* Given records:
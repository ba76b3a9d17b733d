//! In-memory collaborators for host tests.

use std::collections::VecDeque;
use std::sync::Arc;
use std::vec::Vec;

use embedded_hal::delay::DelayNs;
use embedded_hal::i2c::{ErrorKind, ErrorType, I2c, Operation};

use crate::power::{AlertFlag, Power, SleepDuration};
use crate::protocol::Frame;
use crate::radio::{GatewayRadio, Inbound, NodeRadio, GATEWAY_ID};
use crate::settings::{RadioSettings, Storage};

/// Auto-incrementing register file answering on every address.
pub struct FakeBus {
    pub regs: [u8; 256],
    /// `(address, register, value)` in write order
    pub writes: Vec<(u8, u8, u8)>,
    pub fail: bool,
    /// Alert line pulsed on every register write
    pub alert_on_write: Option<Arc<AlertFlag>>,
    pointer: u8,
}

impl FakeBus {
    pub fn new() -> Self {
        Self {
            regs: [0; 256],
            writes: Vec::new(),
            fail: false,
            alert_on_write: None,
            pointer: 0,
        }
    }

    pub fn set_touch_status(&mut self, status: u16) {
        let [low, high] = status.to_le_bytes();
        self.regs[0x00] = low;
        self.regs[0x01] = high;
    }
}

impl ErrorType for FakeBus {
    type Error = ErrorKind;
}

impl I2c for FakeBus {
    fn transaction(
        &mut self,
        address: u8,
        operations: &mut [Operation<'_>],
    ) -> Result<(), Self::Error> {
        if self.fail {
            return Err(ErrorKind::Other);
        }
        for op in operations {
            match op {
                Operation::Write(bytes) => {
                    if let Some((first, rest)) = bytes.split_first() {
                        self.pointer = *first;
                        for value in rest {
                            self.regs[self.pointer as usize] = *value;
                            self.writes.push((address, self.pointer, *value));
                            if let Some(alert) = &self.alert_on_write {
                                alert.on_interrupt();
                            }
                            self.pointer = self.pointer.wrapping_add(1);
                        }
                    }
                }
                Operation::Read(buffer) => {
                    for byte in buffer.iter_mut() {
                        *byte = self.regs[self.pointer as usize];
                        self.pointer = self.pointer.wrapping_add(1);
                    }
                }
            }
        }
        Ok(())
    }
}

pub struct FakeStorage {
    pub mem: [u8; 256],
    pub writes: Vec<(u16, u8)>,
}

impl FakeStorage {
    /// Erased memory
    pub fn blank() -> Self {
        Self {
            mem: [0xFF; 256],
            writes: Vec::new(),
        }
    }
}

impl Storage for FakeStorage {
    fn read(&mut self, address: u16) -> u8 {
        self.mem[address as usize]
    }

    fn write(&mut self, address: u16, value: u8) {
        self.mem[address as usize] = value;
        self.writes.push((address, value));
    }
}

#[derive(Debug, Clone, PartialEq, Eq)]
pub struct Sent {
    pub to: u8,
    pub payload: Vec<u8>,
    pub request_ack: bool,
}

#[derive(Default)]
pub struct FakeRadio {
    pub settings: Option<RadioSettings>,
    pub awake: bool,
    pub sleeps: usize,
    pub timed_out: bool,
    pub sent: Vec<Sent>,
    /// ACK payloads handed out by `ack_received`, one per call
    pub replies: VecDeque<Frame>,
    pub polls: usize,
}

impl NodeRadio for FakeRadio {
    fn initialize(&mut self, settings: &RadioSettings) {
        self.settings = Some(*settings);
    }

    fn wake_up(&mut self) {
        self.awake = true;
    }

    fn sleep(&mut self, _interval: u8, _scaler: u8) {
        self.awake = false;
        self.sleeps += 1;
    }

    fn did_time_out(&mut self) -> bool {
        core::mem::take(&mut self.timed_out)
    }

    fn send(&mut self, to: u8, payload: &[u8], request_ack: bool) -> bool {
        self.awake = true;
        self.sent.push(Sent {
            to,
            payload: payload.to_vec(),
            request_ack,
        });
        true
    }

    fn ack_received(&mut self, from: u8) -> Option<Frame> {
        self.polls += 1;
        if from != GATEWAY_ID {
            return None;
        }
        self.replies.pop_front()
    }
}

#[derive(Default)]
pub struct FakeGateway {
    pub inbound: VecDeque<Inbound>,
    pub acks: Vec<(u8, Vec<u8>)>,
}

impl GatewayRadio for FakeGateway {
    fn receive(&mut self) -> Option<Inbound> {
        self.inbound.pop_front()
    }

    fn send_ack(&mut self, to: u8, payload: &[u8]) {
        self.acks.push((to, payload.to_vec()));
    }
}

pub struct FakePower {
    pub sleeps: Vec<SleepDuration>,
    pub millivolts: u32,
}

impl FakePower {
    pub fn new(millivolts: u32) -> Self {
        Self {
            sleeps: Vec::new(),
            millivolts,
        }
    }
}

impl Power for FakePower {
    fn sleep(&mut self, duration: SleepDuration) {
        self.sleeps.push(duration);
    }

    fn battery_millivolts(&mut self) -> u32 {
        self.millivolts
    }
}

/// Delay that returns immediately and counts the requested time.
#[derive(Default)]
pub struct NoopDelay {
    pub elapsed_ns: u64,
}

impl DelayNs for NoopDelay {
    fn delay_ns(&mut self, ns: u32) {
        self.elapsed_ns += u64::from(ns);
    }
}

...

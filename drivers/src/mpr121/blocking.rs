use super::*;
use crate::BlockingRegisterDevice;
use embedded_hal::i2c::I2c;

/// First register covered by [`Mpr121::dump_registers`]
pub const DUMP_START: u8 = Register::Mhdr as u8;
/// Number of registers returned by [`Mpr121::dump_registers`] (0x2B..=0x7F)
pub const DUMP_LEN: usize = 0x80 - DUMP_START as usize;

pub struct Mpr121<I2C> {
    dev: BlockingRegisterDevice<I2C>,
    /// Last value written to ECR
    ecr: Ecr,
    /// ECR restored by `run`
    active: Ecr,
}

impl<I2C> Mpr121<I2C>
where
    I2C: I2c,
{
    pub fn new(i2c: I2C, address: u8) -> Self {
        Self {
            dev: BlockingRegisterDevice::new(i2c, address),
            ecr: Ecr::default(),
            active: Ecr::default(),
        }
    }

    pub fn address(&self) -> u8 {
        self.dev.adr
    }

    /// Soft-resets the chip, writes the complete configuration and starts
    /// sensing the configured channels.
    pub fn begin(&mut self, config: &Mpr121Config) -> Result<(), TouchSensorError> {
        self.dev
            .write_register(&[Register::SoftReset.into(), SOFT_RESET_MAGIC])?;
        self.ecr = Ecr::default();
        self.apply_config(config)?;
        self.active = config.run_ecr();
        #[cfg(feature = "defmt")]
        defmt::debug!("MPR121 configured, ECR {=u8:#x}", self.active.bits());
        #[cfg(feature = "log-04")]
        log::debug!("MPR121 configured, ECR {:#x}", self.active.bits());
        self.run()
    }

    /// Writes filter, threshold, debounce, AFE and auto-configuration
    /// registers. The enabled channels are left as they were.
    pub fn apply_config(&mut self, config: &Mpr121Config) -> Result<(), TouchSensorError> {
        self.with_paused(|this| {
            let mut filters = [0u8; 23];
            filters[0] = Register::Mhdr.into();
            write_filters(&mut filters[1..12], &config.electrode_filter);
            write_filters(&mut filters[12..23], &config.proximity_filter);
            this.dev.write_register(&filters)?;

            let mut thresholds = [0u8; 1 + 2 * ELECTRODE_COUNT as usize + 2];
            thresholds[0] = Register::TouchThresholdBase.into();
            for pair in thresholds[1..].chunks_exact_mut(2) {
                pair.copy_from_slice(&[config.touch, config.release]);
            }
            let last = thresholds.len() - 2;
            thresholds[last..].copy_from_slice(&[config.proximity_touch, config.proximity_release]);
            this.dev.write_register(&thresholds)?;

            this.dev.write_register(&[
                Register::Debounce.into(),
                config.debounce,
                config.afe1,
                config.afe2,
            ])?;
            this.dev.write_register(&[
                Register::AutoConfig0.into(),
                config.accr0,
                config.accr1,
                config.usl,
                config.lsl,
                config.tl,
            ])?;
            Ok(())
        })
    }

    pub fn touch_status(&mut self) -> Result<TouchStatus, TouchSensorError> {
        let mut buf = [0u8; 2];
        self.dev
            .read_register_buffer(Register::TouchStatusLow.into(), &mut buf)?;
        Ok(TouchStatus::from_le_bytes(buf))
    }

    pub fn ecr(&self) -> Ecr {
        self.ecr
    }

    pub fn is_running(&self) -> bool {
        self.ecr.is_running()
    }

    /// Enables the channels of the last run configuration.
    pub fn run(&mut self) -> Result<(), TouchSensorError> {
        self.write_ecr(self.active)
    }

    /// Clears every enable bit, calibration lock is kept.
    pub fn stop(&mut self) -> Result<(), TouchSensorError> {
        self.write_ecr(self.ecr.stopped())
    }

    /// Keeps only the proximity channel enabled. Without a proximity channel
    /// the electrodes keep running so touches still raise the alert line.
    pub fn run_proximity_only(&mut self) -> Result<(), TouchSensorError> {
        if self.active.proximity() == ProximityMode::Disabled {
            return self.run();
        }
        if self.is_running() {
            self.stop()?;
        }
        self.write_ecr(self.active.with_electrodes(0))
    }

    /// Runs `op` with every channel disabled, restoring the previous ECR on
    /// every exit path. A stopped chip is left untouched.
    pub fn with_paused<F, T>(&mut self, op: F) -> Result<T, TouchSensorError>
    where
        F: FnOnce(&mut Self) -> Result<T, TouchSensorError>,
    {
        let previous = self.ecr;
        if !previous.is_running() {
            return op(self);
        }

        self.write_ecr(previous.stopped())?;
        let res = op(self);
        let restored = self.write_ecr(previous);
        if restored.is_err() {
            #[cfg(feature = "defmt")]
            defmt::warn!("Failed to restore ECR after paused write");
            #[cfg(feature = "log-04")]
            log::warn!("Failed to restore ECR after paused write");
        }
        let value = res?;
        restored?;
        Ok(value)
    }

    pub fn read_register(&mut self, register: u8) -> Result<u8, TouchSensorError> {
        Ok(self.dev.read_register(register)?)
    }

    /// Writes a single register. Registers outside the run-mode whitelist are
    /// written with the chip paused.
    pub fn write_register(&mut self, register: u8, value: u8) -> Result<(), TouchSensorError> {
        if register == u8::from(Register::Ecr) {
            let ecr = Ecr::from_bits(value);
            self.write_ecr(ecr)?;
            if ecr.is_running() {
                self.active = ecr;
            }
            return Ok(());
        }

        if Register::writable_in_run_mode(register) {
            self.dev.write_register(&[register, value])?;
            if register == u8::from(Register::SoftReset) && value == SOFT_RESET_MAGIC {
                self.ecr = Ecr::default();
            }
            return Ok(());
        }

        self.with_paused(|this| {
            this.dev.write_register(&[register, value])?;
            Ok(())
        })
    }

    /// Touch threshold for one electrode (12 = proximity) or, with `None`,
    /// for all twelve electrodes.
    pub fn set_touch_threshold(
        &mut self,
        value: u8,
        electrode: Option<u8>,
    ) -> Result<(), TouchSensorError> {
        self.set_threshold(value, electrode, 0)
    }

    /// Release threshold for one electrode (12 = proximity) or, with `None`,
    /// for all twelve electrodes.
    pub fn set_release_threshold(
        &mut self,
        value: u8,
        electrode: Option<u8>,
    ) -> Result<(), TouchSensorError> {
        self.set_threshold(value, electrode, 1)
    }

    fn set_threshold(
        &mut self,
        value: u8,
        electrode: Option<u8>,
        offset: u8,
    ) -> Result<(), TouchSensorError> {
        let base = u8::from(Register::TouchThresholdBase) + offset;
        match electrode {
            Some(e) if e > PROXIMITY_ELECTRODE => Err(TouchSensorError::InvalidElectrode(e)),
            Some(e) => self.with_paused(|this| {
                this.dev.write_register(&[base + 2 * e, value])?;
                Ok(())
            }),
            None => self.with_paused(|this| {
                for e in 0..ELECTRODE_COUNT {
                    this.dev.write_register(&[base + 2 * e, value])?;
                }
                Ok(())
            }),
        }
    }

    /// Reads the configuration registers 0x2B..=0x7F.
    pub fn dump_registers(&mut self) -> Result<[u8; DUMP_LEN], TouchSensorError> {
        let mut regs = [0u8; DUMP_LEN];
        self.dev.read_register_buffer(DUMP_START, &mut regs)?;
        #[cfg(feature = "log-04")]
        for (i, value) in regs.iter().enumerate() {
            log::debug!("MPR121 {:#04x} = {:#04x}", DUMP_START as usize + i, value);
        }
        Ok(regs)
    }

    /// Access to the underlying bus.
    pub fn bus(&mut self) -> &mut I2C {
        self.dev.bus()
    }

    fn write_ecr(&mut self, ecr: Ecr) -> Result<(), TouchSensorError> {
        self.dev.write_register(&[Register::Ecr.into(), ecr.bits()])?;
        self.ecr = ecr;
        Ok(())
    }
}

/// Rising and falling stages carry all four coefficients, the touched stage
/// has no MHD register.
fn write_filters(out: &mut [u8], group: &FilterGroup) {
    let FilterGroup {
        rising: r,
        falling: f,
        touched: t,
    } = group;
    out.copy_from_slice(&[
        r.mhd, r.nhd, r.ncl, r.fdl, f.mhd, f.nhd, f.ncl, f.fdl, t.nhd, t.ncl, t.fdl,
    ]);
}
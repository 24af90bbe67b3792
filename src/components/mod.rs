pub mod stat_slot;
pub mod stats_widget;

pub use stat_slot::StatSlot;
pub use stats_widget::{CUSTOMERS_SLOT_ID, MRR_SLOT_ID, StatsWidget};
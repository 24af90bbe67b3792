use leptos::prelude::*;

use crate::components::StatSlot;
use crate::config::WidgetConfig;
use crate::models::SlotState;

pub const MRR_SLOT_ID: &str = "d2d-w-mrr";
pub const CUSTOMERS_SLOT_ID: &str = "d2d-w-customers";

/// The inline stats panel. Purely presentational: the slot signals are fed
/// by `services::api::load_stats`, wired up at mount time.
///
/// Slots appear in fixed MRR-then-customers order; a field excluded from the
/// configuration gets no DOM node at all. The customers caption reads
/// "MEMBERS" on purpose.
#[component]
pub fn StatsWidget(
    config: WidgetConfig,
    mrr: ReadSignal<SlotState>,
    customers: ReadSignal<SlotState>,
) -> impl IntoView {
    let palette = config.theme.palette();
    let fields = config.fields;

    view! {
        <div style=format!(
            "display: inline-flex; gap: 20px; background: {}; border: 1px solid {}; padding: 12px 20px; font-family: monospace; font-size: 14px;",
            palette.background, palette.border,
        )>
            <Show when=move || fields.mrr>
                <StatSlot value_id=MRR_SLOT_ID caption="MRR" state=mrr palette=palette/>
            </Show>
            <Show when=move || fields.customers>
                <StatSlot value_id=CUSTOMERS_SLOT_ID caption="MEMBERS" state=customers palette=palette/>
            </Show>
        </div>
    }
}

* What the exercise asks: Find the line with "pub struct FakeBus" in the material above. Reproduce it and each line after it up to and including the line with "let [low, high]".

* Response to this task:
pub struct FakeBus {
    pub regs: [u8; 256],
    /// `(address, register, value)` in write order
    pub writes: Vec<(u8, u8, u8)>,
    pub fail: bool,
    /// Alert line pulsed on every register write
    pub alert_on_write: Option<Arc<AlertFlag>>,
    pointer: u8,
}

impl FakeBus {
    pub fn new() -> Self {
        Self {
            regs: [0; 256],
            writes: Vec::new(),
            fail: false,
            alert_on_write: None,
            pointer: 0,
        }
    }

    pub fn set_touch_status(&mut self, status: u16) {
        let [low, high] = status.to_le_bytes();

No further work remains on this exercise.